Entries taken from a collection

▽

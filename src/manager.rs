// Copyright (C) 2017 Jesse Jones
//
// This program is free software; you can redistribute it and/or modify
// it under the terms of the GNU General Public License as published by
// the Free Software Foundation; either version 3, or (at your option)
// any later version.
//
// This program is distributed in the hope that it will be useful,
// but WITHOUT ANY WARRANTY; without even the implied warranty of
// MERCHANTABILITY or FITNESS FOR A PARTICULAR PURPOSE.  See the
// GNU General Public License for more details.
//
// You should have received a copy of the GNU General Public License
// along with this program; if not, write to the Free Software Foundation,
// Inc., 51 Franklin Street, Fifth Floor, Boston, MA 02110-1301, USA.

//! The component manager (§4.1): registry of components, ports, and topic
//! wiring, enforcing the REGISTERED -> CONFIGURED -> RUNNING lifecycle and
//! issuing proxy handles that re-validate on every call.
//!
//! A single re-entrant mutex around a `RefCell<ManagerState>` serializes
//! every mutation. Re-entrancy is required because `configure` calls back
//! into the user's `configure` method, which in turn calls `register_port`
//! on this same manager: the `RefCell` borrow is always dropped before
//! user code runs, so the only thing actually held across that call is the
//! re-entrant lock itself.

use std::cell::RefCell;
use std::collections::HashMap;
use std::sync::{Arc, Weak};
use std::thread;
use std::time::Duration;

use parking_lot::ReentrantMutex;

use crate::component::{Component, ComponentState, PortRegistrar, SchedulingParameters};
use crate::error::{McfError, Result};
use crate::logging::LogSeverity;
use crate::port::{Port, PortDirection};
use crate::ports::{invalid_port, PortQueue, PortReceiver, PortSender};
use crate::store::ValueStore;
use crate::topic::is_valid_topic;
use crate::value::{IdGenerator, Value};

const STARTUP_POLL_INTERVAL: Duration = Duration::from_millis(10);

/// The manager's own view of a component's lifecycle. Distinct from the
/// component's inner [`ComponentState`] (§3).
#[derive(Debug, Clone, Copy, PartialEq, Eq)]
enum Lifecycle
{
	Registered,
	Configured,
	Running,
	Stopped,
}

struct PortEntry
{
	port: Port,
	is_valid: bool,
	connected: bool,
	queue: Option<Arc<PortQueue>>,
}

struct ComponentRecord
{
	component: Option<Box<dyn Component>>,
	type_name: String,
	instance_name: String,
	lifecycle: Lifecycle,
	ports: HashMap<String, PortEntry>,
	scheduling: SchedulingParameters,
}

struct ManagerState
{
	next_id: u64,
	components: HashMap<u64, ComponentRecord>,
	name_to_id: HashMap<String, u64>,
}

/// Registry of components and ports; see the module docs.
pub struct ComponentManager
{
	state: ReentrantMutex<RefCell<ManagerState>>,
	value_store: Arc<dyn ValueStore>,
	id_generator: Arc<IdGenerator>,
	config_dirs: Vec<String>,
	self_weak: Weak<ComponentManager>,
}

/// Snapshot of one port's current state, returned by `get_port`/`get_ports`.
#[derive(Debug, Clone)]
pub struct PortInfo
{
	pub name: String,
	pub direction: PortDirection,
	pub topic: String,
	pub is_valid: bool,
	pub is_connected: bool,
}

/// An opaque, re-validating handle to a manager-owned component.
#[derive(Clone)]
pub struct ComponentProxy
{
	id: u64,
	manager: Arc<ComponentManager>,
}

impl ComponentProxy
{
	pub fn id(&self) -> u64
	{
		self.id
	}

	pub fn configure(&self) -> Result<()>
	{
		self.manager.configure_one(self.id)
	}

	pub fn startup(&self, connect_ports: bool) -> Result<()>
	{
		self.manager.startup_one(self.id, connect_ports)
	}

	pub fn shutdown(&self) -> Result<()>
	{
		self.manager.shutdown_one(self.id)
	}

	pub fn erase(&self) -> Result<()>
	{
		self.manager.erase_component(self.id)
	}

	pub fn map_port(&self, port_name: &str, topic: &str) -> Result<()>
	{
		self.manager.map_port(self.id, port_name, topic)
	}

	pub fn connect_port(&self, port_name: &str) -> Result<()>
	{
		self.manager.connect_port(self.id, port_name)
	}

	pub fn disconnect_port(&self, port_name: &str) -> Result<()>
	{
		self.manager.disconnect_port(self.id, port_name)
	}

	pub fn set_scheduling_parameters(&self, params: SchedulingParameters) -> Result<()>
	{
		self.manager.set_scheduling_parameters(self.id, params)
	}

	pub fn set_log_levels(&self, console: LogSeverity, store: LogSeverity) -> Result<()>
	{
		self.manager.set_component_log_levels_by_id(self.id, console, store)
	}

	pub fn ports(&self) -> Result<Vec<PortInfo>>
	{
		self.manager.get_ports(self.id)
	}

	pub fn port(&self, name: &str) -> Result<PortInfo>
	{
		self.manager.get_port(self.id, name)
	}

	pub fn sender(&self, name: &str) -> Result<PortSender>
	{
		self.manager.sender_for(self.id, name)
	}

	pub fn receiver(&self, name: &str) -> Result<PortReceiver>
	{
		self.manager.receiver_for(self.id, name)
	}

	pub fn type_name(&self) -> Result<String>
	{
		self.manager.with_record(self.id, |r| r.type_name.clone())
	}

	pub fn instance_name(&self) -> Result<String>
	{
		self.manager.with_record(self.id, |r| r.instance_name.clone())
	}
}

struct Registrar<'a>
{
	manager: &'a ComponentManager,
	component_id: u64,
}

impl<'a> PortRegistrar for Registrar<'a>
{
	fn register_port(&mut self, port: Port) -> Result<()>
	{
		self.manager.register_port_internal(self.component_id, port, None)
	}

	fn register_port_mapped(&mut self, port: Port, topic: &str) -> Result<()>
	{
		self.manager
			.register_port_internal(self.component_id, port, Some(topic))
	}

	fn sender(&self, name: &str) -> Result<PortSender>
	{
		self.manager.sender_for_locked(self.component_id, name)
	}

	fn receiver(&self, name: &str) -> Result<PortReceiver>
	{
		self.manager.receiver_for_locked(self.component_id, name)
	}
}
// Copyright (C) 2017 Jesse Jones
//
// This program is free software; you can redistribute it and/or modify
// it under the terms of the GNU General Public License as published by
// the Free Software Foundation; either version 3, or (at your option)
// any later version.
//
// This program is distributed in the hope that it will be useful,
// but WITHOUT ANY WARRANTY; without even the implied warranty of
// MERCHANTABILITY or FITNESS FOR A PARTICULAR PURPOSE.  See the
// GNU General Public License for more details.
//
// You should have received a copy of the GNU General Public License
// along with this program; if not, write to the Free Software Foundation,
// Inc., 51 Franklin Street, Fifth Floor, Boston, MA 02110-1301, USA.

//! Topic name validation.
//!
//! A topic is a non-empty string containing only printable, non-whitespace
//! characters. The empty string is reserved to mean "unmapped" and is
//! rejected by [`is_valid_topic`] but accepted wherever a port's mapped
//! topic is allowed to be absent.

/// Returns true if `topic` is non-empty and every character is printable
/// and not whitespace.
pub fn is_valid_topic(topic: &str) -> bool
{
	!topic.is_empty() && topic.chars().all(|c| !c.is_whitespace() && !c.is_control())
}

/// The sentinel meaning "no topic mapped".
pub const UNMAPPED: &str = "";

#[cfg(test)]
mod tests
{
	use super::*;

	#[test]
	fn empty_is_invalid()
	{
		assert!(!is_valid_topic(""));
	}

	#[test]
	fn whitespace_is_invalid()
	{
		assert!(!is_valid_topic("foo bar"));
		assert!(!is_valid_topic("foo\tbar"));
		assert!(!is_valid_topic("foo\nbar"));
	}

	#[test]
	fn control_characters_are_invalid()
	{
		assert!(!is_valid_topic("foo\u{7}bar"));
	}

	#[test]
	fn ordinary_path_like_topic_is_valid()
	{
		assert!(is_valid_topic("/vehicle/gps"));
		assert!(is_valid_topic("tick"));
	}
}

△

## Task details:
Output all of the records, keeping every word exact.

## Answer section:
filename src/manager.rs
// Copyright (C) 2017 Jesse Jones
//
// This program is free software; you can redistribute it and/or modify
// it under the terms of the GNU General Public License as published by
// the Free Software Foundation; either version 3, or (at your option)
// any later version.
//
// This program is distributed in the hope that it will be useful,
// but WITHOUT ANY WARRANTY; without even the implied warranty of
// MERCHANTABILITY or FITNESS FOR A PARTICULAR PURPOSE.  See the
// GNU General Public License for more details.
//
// You should have received a copy of the GNU General Public License
// along with this program; if not, write to the Free Software Foundation,
// Inc., 51 Franklin Street, Fifth Floor, Boston, MA 02110-1301, USA.

//! The component manager (§4.1): registry of components, ports, and topic
//! wiring, enforcing the REGISTERED -> CONFIGURED -> RUNNING lifecycle and
//! issuing proxy handles that re-validate on every call.
//!
//! A single re-entrant mutex around a `RefCell<ManagerState>` serializes
//! every mutation. Re-entrancy is required because `configure` calls back
//! into the user's `configure` method, which in turn calls `register_port`
//! on this same manager: the `RefCell` borrow is always dropped before
//! user code runs, so the only thing actually held across that call is the
//! re-entrant lock itself.

use std::cell::RefCell;
use std::collections::HashMap;
use std::sync::{Arc, Weak};
use std::thread;
use std::time::Duration;

use parking_lot::ReentrantMutex;

use crate::component::{Component, ComponentState, PortRegistrar, SchedulingParameters};
use crate::error::{McfError, Result};
use crate::logging::LogSeverity;
use crate::port::{Port, PortDirection};
use crate::ports::{invalid_port, PortQueue, PortReceiver, PortSender};
use crate::store::ValueStore;
use crate::topic::is_valid_topic;
use crate::value::{IdGenerator, Value};

const STARTUP_POLL_INTERVAL: Duration = Duration::from_millis(10);

/// The manager's own view of a component's lifecycle. Distinct from the
/// component's inner [`ComponentState`] (§3).
#[derive(Debug, Clone, Copy, PartialEq, Eq)]
enum Lifecycle
{
	Registered,
	Configured,
	Running,
	Stopped,
}

struct PortEntry
{
	port: Port,
	is_valid: bool,
	connected: bool,
	queue: Option<Arc<PortQueue>>,
}

struct ComponentRecord
{
	component: Option<Box<dyn Component>>,
	type_name: String,
	instance_name: String,
	lifecycle: Lifecycle,
	ports: HashMap<String, PortEntry>,
	scheduling: SchedulingParameters,
}

struct ManagerState
{
	next_id: u64,
	components: HashMap<u64, ComponentRecord>,
	name_to_id: HashMap<String, u64>,
}

/// Registry of components and ports; see the module docs.
pub struct ComponentManager
{
	state: ReentrantMutex<RefCell<ManagerState>>,
	value_store: Arc<dyn ValueStore>,
	id_generator: Arc<IdGenerator>,
	config_dirs: Vec<String>,
	self_weak: Weak<ComponentManager>,
}

/// Snapshot of one port's current state, returned by `get_port`/`get_ports`.
#[derive(Debug, Clone)]
pub struct PortInfo
{
	pub name: String,
	pub direction: PortDirection,
	pub topic: String,
	pub is_valid: bool,
	pub is_connected: bool,
}

/// An opaque, re-validating handle to a manager-owned component.
#[derive(Clone)]
pub struct ComponentProxy
{
	id: u64,
	manager: Arc<ComponentManager>,
}

impl ComponentProxy
{
	pub fn id(&self) -> u64
	{
		self.id
	}

	pub fn configure(&self) -> Result<()>
	{
		self.manager.configure_one(self.id)
	}

	pub fn startup(&self, connect_ports: bool) -> Result<()>
	{
		self.manager.startup_one(self.id, connect_ports)
	}

	pub fn shutdown(&self) -> Result<()>
	{
		self.manager.shutdown_one(self.id)
	}

	pub fn erase(&self) -> Result<()>
	{
		self.manager.erase_component(self.id)
	}

	pub fn map_port(&self, port_name: &str, topic: &str) -> Result<()>
	{
		self.manager.map_port(self.id, port_name, topic)
	}

	pub fn connect_port(&self, port_name: &str) -> Result<()>
	{
		self.manager.connect_port(self.id, port_name)
	}

	pub fn disconnect_port(&self, port_name: &str) -> Result<()>
	{
		self.manager.disconnect_port(self.id, port_name)
	}

	pub fn set_scheduling_parameters(&self, params: SchedulingParameters) -> Result<()>
	{
		self.manager.set_scheduling_parameters(self.id, params)
	}

	pub fn set_log_levels(&self, console: LogSeverity, store: LogSeverity) -> Result<()>
	{
		self.manager.set_component_log_levels_by_id(self.id, console, store)
	}

	pub fn ports(&self) -> Result<Vec<PortInfo>>
	{
		self.manager.get_ports(self.id)
	}

	pub fn port(&self, name: &str) -> Result<PortInfo>
	{
		self.manager.get_port(self.id, name)
	}

	pub fn sender(&self, name: &str) -> Result<PortSender>
	{
		self.manager.sender_for(self.id, name)
	}

	pub fn receiver(&self, name: &str) -> Result<PortReceiver>
	{
		self.manager.receiver_for(self.id, name)
	}

	pub fn type_name(&self) -> Result<String>
	{
		self.manager.with_record(self.id, |r| r.type_name.clone())
	}

	pub fn instance_name(&self) -> Result<String>
	{
		self.manager.with_record(self.id, |r| r.instance_name.clone())
	}
}

struct Registrar<'a>
{
	manager: &'a ComponentManager,
	component_id: u64,
}

impl<'a> PortRegistrar for Registrar<'a>
{
	fn register_port(&mut self, port: Port) -> Result<()>
	{
		self.manager.register_port_internal(self.component_id, port, None)
	}

	fn register_port_mapped(&mut self, port: Port, topic: &str) -> Result<()>
	{
		self.manager
			.register_port_internal(self.component_id, port, Some(topic))
	}

	fn sender(&self, name: &str) -> Result<PortSender>
	{
		self.manager.sender_for_locked(self.component_id, name)
	}

	fn receiver(&self, name: &str) -> Result<PortReceiver>
	{
		self.manager.receiver_for_locked(self.component_id, name)
	}
}
// Copyright (C) 2017 Jesse Jones
//
// This program is free software; you can redistribute it and/or modify
// it under the terms of the GNU General Public License as published by
// the Free Software Foundation; either version 3, or (at your option)
// any later version.
//
// This program is distributed in the hope that it will be useful,
// but WITHOUT ANY WARRANTY; without even the implied warranty of
// MERCHANTABILITY or FITNESS FOR A PARTICULAR PURPOSE.  See the
// GNU General Public License for more details.
//
// You should have received a copy of the GNU General Public License
// along with this program; if not, write to the Free Software Foundation,
// Inc., 51 Franklin Street, Fifth Floor, Boston, MA 02110-1301, USA.

//! Topic name validation.
//!
//! A topic is a non-empty string containing only printable, non-whitespace
//! characters. The empty string is reserved to mean "unmapped" and is
//! rejected by [`is_valid_topic`] but accepted wherever a port's mapped
//! topic is allowed to be absent.

/// Returns true if `topic` is non-empty and every character is printable
/// and not whitespace.
pub fn is_valid_topic(topic: &str) -> bool
{
	!topic.is_empty() && topic.chars().all(|c| !c.is_whitespace() && !c.is_control())
}

/// The sentinel meaning "no topic mapped".
pub const UNMAPPED: &str = "";

#[cfg(test)]
mod tests
{
	use super::*;

	#[test]
	fn empty_is_invalid()
	{
		assert!(!is_valid_topic(""));
	}

	#[test]
	fn whitespace_is_invalid()
	{
		assert!(!is_valid_topic("foo bar"));
		assert!(!is_valid_topic("foo\tbar"));
		assert!(!is_valid_topic("foo\nbar"));
	}

	#[test]
	fn control_characters_are_invalid()
	{
		assert!(!is_valid_topic("foo\u{7}bar"));
	}

	#[test]
	fn ordinary_path_like_topic_is_valid()
	{
		assert!(is_valid_topic("/vehicle/gps"));
		assert!(is_valid_topic("tick"));
	}
}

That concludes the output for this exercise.